══ Dataset entries

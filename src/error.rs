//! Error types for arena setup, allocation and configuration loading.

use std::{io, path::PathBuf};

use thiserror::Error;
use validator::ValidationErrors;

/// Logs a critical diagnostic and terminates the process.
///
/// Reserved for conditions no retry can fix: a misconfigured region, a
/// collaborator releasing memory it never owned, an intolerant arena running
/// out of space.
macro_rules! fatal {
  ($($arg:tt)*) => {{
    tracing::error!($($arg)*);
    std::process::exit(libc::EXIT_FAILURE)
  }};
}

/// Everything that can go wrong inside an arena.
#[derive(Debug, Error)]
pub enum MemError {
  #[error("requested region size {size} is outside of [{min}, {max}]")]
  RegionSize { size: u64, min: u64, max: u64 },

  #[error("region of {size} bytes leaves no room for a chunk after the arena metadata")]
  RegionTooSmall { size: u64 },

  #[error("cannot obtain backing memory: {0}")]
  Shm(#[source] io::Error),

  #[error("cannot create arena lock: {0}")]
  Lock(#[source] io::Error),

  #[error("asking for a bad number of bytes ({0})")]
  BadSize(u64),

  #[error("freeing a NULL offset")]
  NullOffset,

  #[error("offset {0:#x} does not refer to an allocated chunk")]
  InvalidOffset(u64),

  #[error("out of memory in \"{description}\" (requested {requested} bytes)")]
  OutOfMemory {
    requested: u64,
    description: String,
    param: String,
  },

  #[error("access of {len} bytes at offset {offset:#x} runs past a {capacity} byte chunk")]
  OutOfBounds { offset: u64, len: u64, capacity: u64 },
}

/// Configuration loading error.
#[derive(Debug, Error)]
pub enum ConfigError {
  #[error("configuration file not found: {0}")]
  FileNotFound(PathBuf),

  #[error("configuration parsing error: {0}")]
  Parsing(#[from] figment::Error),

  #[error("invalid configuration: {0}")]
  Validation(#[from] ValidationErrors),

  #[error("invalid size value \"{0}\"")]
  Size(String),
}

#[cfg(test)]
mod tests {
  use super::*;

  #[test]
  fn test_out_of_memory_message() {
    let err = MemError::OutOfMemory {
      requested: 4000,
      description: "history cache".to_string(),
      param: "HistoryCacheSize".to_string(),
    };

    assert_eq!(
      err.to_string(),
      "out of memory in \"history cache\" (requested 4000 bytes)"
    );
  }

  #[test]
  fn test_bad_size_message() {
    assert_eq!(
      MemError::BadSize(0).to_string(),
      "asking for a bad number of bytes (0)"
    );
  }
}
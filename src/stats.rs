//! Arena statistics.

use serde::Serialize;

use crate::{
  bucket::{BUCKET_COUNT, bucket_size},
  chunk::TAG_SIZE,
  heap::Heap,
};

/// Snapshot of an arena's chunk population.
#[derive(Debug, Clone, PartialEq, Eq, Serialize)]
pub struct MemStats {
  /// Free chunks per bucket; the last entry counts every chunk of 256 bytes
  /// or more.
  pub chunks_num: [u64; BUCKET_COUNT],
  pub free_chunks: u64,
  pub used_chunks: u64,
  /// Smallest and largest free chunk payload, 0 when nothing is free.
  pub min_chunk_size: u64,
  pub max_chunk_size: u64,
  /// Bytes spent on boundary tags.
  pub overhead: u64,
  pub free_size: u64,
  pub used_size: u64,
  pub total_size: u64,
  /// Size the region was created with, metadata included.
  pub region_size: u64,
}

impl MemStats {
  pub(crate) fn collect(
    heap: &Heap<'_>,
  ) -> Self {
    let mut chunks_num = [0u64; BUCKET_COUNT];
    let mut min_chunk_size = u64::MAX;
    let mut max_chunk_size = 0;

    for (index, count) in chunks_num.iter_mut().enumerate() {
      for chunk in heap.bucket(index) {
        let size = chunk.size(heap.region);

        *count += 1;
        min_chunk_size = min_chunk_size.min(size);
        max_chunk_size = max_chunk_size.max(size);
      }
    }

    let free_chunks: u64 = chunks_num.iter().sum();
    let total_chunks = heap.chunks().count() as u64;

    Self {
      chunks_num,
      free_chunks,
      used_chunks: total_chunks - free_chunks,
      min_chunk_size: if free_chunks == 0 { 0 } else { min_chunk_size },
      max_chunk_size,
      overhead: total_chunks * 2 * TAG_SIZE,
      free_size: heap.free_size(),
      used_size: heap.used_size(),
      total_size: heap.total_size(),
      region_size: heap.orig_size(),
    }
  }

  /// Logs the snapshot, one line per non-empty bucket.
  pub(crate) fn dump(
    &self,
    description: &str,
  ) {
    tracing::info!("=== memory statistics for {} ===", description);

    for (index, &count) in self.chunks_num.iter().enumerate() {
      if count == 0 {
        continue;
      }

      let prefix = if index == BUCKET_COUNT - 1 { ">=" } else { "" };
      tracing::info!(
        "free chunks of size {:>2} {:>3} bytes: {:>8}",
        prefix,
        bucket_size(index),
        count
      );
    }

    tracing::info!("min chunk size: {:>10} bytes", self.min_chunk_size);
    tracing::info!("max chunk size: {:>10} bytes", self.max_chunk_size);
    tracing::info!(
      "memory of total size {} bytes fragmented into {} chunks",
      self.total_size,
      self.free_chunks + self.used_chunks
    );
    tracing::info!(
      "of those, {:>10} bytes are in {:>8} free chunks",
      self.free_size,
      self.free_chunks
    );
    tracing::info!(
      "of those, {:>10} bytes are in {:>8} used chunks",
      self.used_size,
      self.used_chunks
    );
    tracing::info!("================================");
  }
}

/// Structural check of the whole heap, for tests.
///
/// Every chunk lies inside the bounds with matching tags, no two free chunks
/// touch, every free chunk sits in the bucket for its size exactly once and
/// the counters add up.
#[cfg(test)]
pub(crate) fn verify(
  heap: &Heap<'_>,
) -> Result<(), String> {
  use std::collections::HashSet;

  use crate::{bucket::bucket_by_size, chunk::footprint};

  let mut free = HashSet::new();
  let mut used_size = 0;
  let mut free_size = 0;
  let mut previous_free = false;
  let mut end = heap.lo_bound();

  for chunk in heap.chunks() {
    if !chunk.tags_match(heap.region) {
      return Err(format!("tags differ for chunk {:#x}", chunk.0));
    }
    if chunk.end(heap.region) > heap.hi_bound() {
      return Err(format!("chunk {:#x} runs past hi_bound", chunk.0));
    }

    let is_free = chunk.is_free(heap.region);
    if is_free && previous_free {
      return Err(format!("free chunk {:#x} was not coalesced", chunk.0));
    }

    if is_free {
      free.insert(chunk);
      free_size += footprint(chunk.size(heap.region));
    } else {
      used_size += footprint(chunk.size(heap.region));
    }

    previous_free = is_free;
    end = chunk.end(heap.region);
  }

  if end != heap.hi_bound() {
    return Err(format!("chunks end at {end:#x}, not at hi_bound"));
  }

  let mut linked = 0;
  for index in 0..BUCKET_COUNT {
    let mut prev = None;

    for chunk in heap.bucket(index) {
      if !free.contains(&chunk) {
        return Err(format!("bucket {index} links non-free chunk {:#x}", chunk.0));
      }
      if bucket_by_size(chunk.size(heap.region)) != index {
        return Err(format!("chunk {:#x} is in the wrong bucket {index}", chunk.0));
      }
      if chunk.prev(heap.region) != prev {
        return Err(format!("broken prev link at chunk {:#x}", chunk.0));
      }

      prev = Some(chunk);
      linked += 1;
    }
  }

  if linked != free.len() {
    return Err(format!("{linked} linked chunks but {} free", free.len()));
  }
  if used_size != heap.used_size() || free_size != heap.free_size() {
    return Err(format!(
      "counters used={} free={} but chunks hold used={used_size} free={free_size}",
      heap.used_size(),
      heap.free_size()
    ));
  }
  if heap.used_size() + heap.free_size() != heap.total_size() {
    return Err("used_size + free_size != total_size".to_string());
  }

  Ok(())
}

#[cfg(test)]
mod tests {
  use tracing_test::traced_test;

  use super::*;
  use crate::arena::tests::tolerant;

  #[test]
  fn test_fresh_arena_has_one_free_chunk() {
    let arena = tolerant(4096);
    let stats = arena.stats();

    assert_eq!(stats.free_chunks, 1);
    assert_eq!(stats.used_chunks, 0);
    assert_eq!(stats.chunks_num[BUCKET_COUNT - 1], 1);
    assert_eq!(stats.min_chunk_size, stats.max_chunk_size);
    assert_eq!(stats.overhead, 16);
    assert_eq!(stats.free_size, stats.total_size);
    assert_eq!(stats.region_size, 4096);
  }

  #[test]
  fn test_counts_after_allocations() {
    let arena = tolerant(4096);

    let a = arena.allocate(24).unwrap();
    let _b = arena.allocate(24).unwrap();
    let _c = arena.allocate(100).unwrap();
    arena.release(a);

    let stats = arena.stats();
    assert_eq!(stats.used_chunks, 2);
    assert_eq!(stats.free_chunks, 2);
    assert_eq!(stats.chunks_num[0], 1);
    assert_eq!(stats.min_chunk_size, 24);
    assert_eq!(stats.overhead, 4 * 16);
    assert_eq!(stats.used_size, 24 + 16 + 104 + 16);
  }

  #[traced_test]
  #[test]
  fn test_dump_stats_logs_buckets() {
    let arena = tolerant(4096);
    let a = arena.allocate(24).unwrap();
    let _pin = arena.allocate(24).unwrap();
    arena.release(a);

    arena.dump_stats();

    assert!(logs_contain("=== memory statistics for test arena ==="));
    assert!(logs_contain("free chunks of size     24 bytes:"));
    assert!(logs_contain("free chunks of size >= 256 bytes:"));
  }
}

════

To do: From the first line of the listing above through the line that contains "u64, max: u64", set down each line without alteration, and nothing else.

Answer to this problem:
filename src/error.rs
//! Error types for arena setup, allocation and configuration loading.

use std::{io, path::PathBuf};

use thiserror::Error;
use validator::ValidationErrors;

/// Logs a critical diagnostic and terminates the process.
///
/// Reserved for conditions no retry can fix: a misconfigured region, a
/// collaborator releasing memory it never owned, an intolerant arena running
/// out of space.
macro_rules! fatal {
  ($($arg:tt)*) => {{
    tracing::error!($($arg)*);
    std::process::exit(libc::EXIT_FAILURE)
  }};
}

/// Everything that can go wrong inside an arena.
#[derive(Debug, Error)]
pub enum MemError {
  #[error("requested region size {size} is outside of [{min}, {max}]")]
  RegionSize { size: u64, min: u64, max: u64 },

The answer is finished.